** Available data follows **

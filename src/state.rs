//! Signed OIDC `state` tokens.
//!
//! The `state` parameter round-trips through the identity provider and carries
//! the post-login destination. It is stateless CSRF protection: the gateway
//! keeps nothing server-side, it only checks that the token was minted with
//! its own secret and that it is still fresh.
//!
//! # Wire format
//!
//! ```text
//! base64url(payload_json) "." base64url(hmac_sha256(secret, payload_json))
//! ```
//!
//! `payload_json` is `{"redirect": "...", "ts": <unix seconds>, "nonce": "<uuid>"}`.

use std::time::{Duration, SystemTime, UNIX_EPOCH};

use base64::{Engine as _, engine::general_purpose::URL_SAFE_NO_PAD};
use hmac::{Hmac, Mac};
use serde::{Deserialize, Serialize};
use sha2::Sha256;
use subtle::ConstantTimeEq;
use thiserror::Error;

type HmacSha256 = Hmac<Sha256>;

/// Destination used when the token carries no usable redirect.
pub const DEFAULT_REDIRECT: &str = "/";

/// Reasons a `state` token is rejected.
#[derive(Debug, Error, Clone, PartialEq, Eq)]
pub enum StateError {
    /// Not two base64url segments joined by `.`
    #[error("invalid state format")]
    InvalidFormat,
    /// MAC mismatch (forged or tampered token)
    #[error("invalid state signature")]
    InvalidSignature,
    /// Older than the configured TTL
    #[error("state expired")]
    Expired,
    /// Authenticated payload that is not the expected JSON document
    #[error("malformed state payload")]
    MalformedPayload,
}

/// Serialized payload. Field order is fixed by the struct definition, which
/// keeps serialization deterministic.
#[derive(Debug, Serialize)]
struct StatePayload<'a> {
    redirect: &'a str,
    ts: u64,
    nonce: String,
}

/// Payload as read back. `redirect` is kept loose so that a corrupted
/// destination degrades to `/` instead of failing the login.
#[derive(Debug, Deserialize)]
struct ReceivedPayload {
    #[serde(default)]
    redirect: Option<serde_json::Value>,
    ts: Option<u64>,
}

/// Mints and validates signed `state` tokens.
pub struct SignedState {
    secret: Vec<u8>,
    ttl: Duration,
}

impl std::fmt::Debug for SignedState {
    fn fmt(&self, f: &mut std::fmt::Formatter<'_>) -> std::fmt::Result {
        f.debug_struct("SignedState")
            .field("secret", &"<redacted>")
            .field("ttl", &self.ttl)
            .finish()
    }
}

impl SignedState {
    /// Create a signer keyed by `secret`, accepting tokens up to `ttl` old.
    #[must_use]
    pub fn new(secret: impl Into<Vec<u8>>, ttl: Duration) -> Self {
        Self {
            secret: secret.into(),
            ttl,
        }
    }

    /// Mint a token that carries `redirect`.
    #[must_use]
    pub fn create(&self, redirect: &str) -> String {
        self.create_at(redirect, unix_now())
    }

    /// Validate `token` and return the embedded redirect destination.
    ///
    /// # Errors
    ///
    /// Returns [`StateError`] when the token is malformed, was not signed
    /// with this secret, or is older than the TTL.
    pub fn validate(&self, token: &str) -> Result<String, StateError> {
        self.validate_at(token, unix_now())
    }

    fn create_at(&self, redirect: &str, now: u64) -> String {
        let payload = StatePayload {
            redirect,
            ts: now,
            nonce: uuid::Uuid::new_v4().to_string(),
        };
        // Serializing a struct of strings and integers cannot fail.
        let json = serde_json::to_vec(&payload).unwrap_or_default();
        let signature = self.sign(&json);

        format!(
            "{}.{}",
            URL_SAFE_NO_PAD.encode(&json),
            URL_SAFE_NO_PAD.encode(signature)
        )
    }

    fn validate_at(&self, token: &str, now: u64) -> Result<String, StateError> {
        let mut parts = token.split('.');
        let (Some(payload_b64), Some(signature_b64), None) =
            (parts.next(), parts.next(), parts.next())
        else {
            return Err(StateError::InvalidFormat);
        };

        let payload = URL_SAFE_NO_PAD
            .decode(payload_b64)
            .map_err(|_| StateError::InvalidFormat)?;
        let signature = URL_SAFE_NO_PAD
            .decode(signature_b64)
            .map_err(|_| StateError::InvalidFormat)?;

        let expected = self.sign(&payload);
        if !bool::from(expected.ct_eq(&signature)) {
            return Err(StateError::InvalidSignature);
        }

        let received: ReceivedPayload =
            serde_json::from_slice(&payload).map_err(|_| StateError::MalformedPayload)?;

        let issued_at = received.ts.ok_or(StateError::MalformedPayload)?;
        if now.saturating_sub(issued_at) > self.ttl.as_secs() {
            return Err(StateError::Expired);
        }

        let redirect = match received.redirect {
            Some(serde_json::Value::String(s)) if !s.is_empty() => s,
            _ => DEFAULT_REDIRECT.to_string(),
        };
        Ok(redirect)
    }

    fn sign(&self, payload: &[u8]) -> Vec<u8> {
        let mut mac = HmacSha256::new_from_slice(&self.secret)
            .unwrap_or_else(|_| unreachable!("HMAC accepts any key length"));
        mac.update(payload);
        mac.finalize().into_bytes().to_vec()
    }
}

fn unix_now() -> u64 {
    SystemTime::now()
        .duration_since(UNIX_EPOCH)
        .unwrap_or(Duration::ZERO)
        .as_secs()
}
//! Admin-authenticated HTTP client shared by the adapters

use std::future::Future;
use std::time::Duration;

use reqwest::{Client, Method, Response};
use serde::de::DeserializeOwned;
use serde_json::Value;
use url::Url;

use super::UpstreamError;
use crate::error::error_body;
use crate::session_cache::SessionCache;

/// Upstream admin API client.
///
/// Every request carries the cached admin credential in `auth_header` and
/// goes through [`SessionCache::call_with_retry`], so a 401 triggers one
/// re-login and one retry.
pub struct AdminClient {
    http: Client,
    base: Url,
    auth_header: &'static str,
    session: SessionCache<String, UpstreamError>,
}

impl AdminClient {
    /// `login` performs the admin login and returns the credential.
    pub fn new<F, Fut>(
        http: Client,
        base: Url,
        auth_header: &'static str,
        session_ttl: Duration,
        login: F,
    ) -> Self
    where
        F: Fn() -> Fut + Send + Sync + 'static,
        Fut: Future<Output = Result<String, UpstreamError>> + Send + 'static,
    {
        Self {
            http,
            base,
            auth_header,
            session: SessionCache::new(session_ttl, login),
        }
    }

    /// Underlying HTTP client (for unauthenticated calls such as user login)
    pub fn http(&self) -> &Client {
        &self.http
    }

    /// Build an upstream URL from path segments, keeping any base path prefix.
    /// Segments are percent-encoded.
    pub fn url(&self, segments: &[&str]) -> Result<Url, UpstreamError> {
        endpoint(&self.base, segments)
    }

    /// Send an admin-authenticated request and check its status.
    pub async fn send(
        &self,
        method: Method,
        url: &Url,
        query: &[(&str, &str)],
        body: Option<&Value>,
        context: &'static str,
    ) -> Result<Response, UpstreamError> {
        self.session
            .call_with_retry(|credential| {
                let mut request = self
                    .http
                    .request(method.clone(), url.clone())
                    .header(self.auth_header, credential);
                if !query.is_empty() {
                    request = request.query(query);
                }
                if let Some(body) = body {
                    request = request.json(body);
                }
                async move { check_status(request.send().await?, context).await }
            })
            .await
    }

    /// [`send`](Self::send) and decode a JSON response.
    pub async fn send_json<T: DeserializeOwned>(
        &self,
        method: Method,
        url: &Url,
        query: &[(&str, &str)],
        body: Option<&Value>,
        context: &'static str,
    ) -> Result<T, UpstreamError> {
        let response = self.send(method, url, query, body, context).await?;
        Ok(response.json().await?)
    }
}

/// Join path segments onto `base`, keeping its path prefix.
pub fn endpoint(base: &Url, segments: &[&str]) -> Result<Url, UpstreamError> {
    let mut url = base.clone();
    url.path_segments_mut()
        .map_err(|()| UpstreamError::Invalid(format!("{base} cannot be a base URL")))?
        .pop_if_empty()
        .extend(segments);
    Ok(url)
}

/// Map 401 to [`UpstreamError::Unauthorized`] and other failures to
/// [`UpstreamError::Status`] with a truncated body.
pub async fn check_status(resp: Response, context: &'static str) -> Result<Response, UpstreamError> {
    let status = resp.status();
    if status == reqwest::StatusCode::UNAUTHORIZED {
        return Err(UpstreamError::Unauthorized);
    }
    if !status.is_success() {
        return Err(UpstreamError::Status {
            context,
            status,
            body: error_body(resp).await,
        });
    }
    Ok(resp)
}
/// Token for another client is rejected
#[tokio::test]
async fn test_token_for_other_audience_is_rejected() {
    let idp = MockIdp::start().await;
    let backend = Arc::new(RecordingBackend::new(&["sid=1"]));
    let app = app_with(config(&idp.issuer(), UPSTREAM), backend.clone()).await;
    idp.expect_code(
        "other",
        idp.claims(json!({ "email": "a@b.com", "aud": "another-client" })),
    )
    .await;

    let state = start_login(&app, "").await;
    let response = get(&app, &callback_uri(&state, "other"), &[]).await;

    assert_eq!(response.status(), StatusCode::UNAUTHORIZED);
    assert_eq!(backend.calls(), 0);
}

/// Backend login failure surfaces as the same generic failure
#[tokio::test]
async fn test_backend_failure_is_generic() {
    let idp = MockIdp::start().await;
    let backend = Arc::new(RecordingBackend::failing_login());
    let app = app_with(config(&idp.issuer(), UPSTREAM), backend.clone()).await;
    idp.expect_code("c4", idp.claims(json!({ "email": "a@b.com" }))).await;

    let state = start_login(&app, "").await;
    let response = get(&app, &callback_uri(&state, "c4"), &[]).await;

    assert_eq!(response.status(), StatusCode::UNAUTHORIZED);
    assert!(set_cookies(&response).is_empty());
    assert_eq!(body_text(response).await, "Authentication failed");
    assert_eq!(backend.provisioned().len(), 1);
}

** End of Available data **

Task prompt
When you reach the line containing "its path prefix." in the data above, start copying exactly, and stop after the line containing "assert!(set_cookies(&response).is_empty());".

Response area
/// Join path segments onto `base`, keeping its path prefix.
pub fn endpoint(base: &Url, segments: &[&str]) -> Result<Url, UpstreamError> {
    let mut url = base.clone();
    url.path_segments_mut()
        .map_err(|()| UpstreamError::Invalid(format!("{base} cannot be a base URL")))?
        .pop_if_empty()
        .extend(segments);
    Ok(url)
}

/// Map 401 to [`UpstreamError::Unauthorized`] and other failures to
/// [`UpstreamError::Status`] with a truncated body.
pub async fn check_status(resp: Response, context: &'static str) -> Result<Response, UpstreamError> {
    let status = resp.status();
    if status == reqwest::StatusCode::UNAUTHORIZED {
        return Err(UpstreamError::Unauthorized);
    }
    if !status.is_success() {
        return Err(UpstreamError::Status {
            context,
            status,
            body: error_body(resp).await,
        });
    }
    Ok(resp)
}
/// Token for another client is rejected
#[tokio::test]
async fn test_token_for_other_audience_is_rejected() {
    let idp = MockIdp::start().await;
    let backend = Arc::new(RecordingBackend::new(&["sid=1"]));
    let app = app_with(config(&idp.issuer(), UPSTREAM), backend.clone()).await;
    idp.expect_code(
        "other",
        idp.claims(json!({ "email": "a@b.com", "aud": "another-client" })),
    )
    .await;

    let state = start_login(&app, "").await;
    let response = get(&app, &callback_uri(&state, "other"), &[]).await;

    assert_eq!(response.status(), StatusCode::UNAUTHORIZED);
    assert_eq!(backend.calls(), 0);
}

/// Backend login failure surfaces as the same generic failure
#[tokio::test]
async fn test_backend_failure_is_generic() {
    let idp = MockIdp::start().await;
    let backend = Arc::new(RecordingBackend::failing_login());
    let app = app_with(config(&idp.issuer(), UPSTREAM), backend.clone()).await;
    idp.expect_code("c4", idp.claims(json!({ "email": "a@b.com" }))).await;

    let state = start_login(&app, "").await;
    let response = get(&app, &callback_uri(&state, "c4"), &[]).await;

    assert_eq!(response.status(), StatusCode::UNAUTHORIZED);
    assert!(set_cookies(&response).is_empty());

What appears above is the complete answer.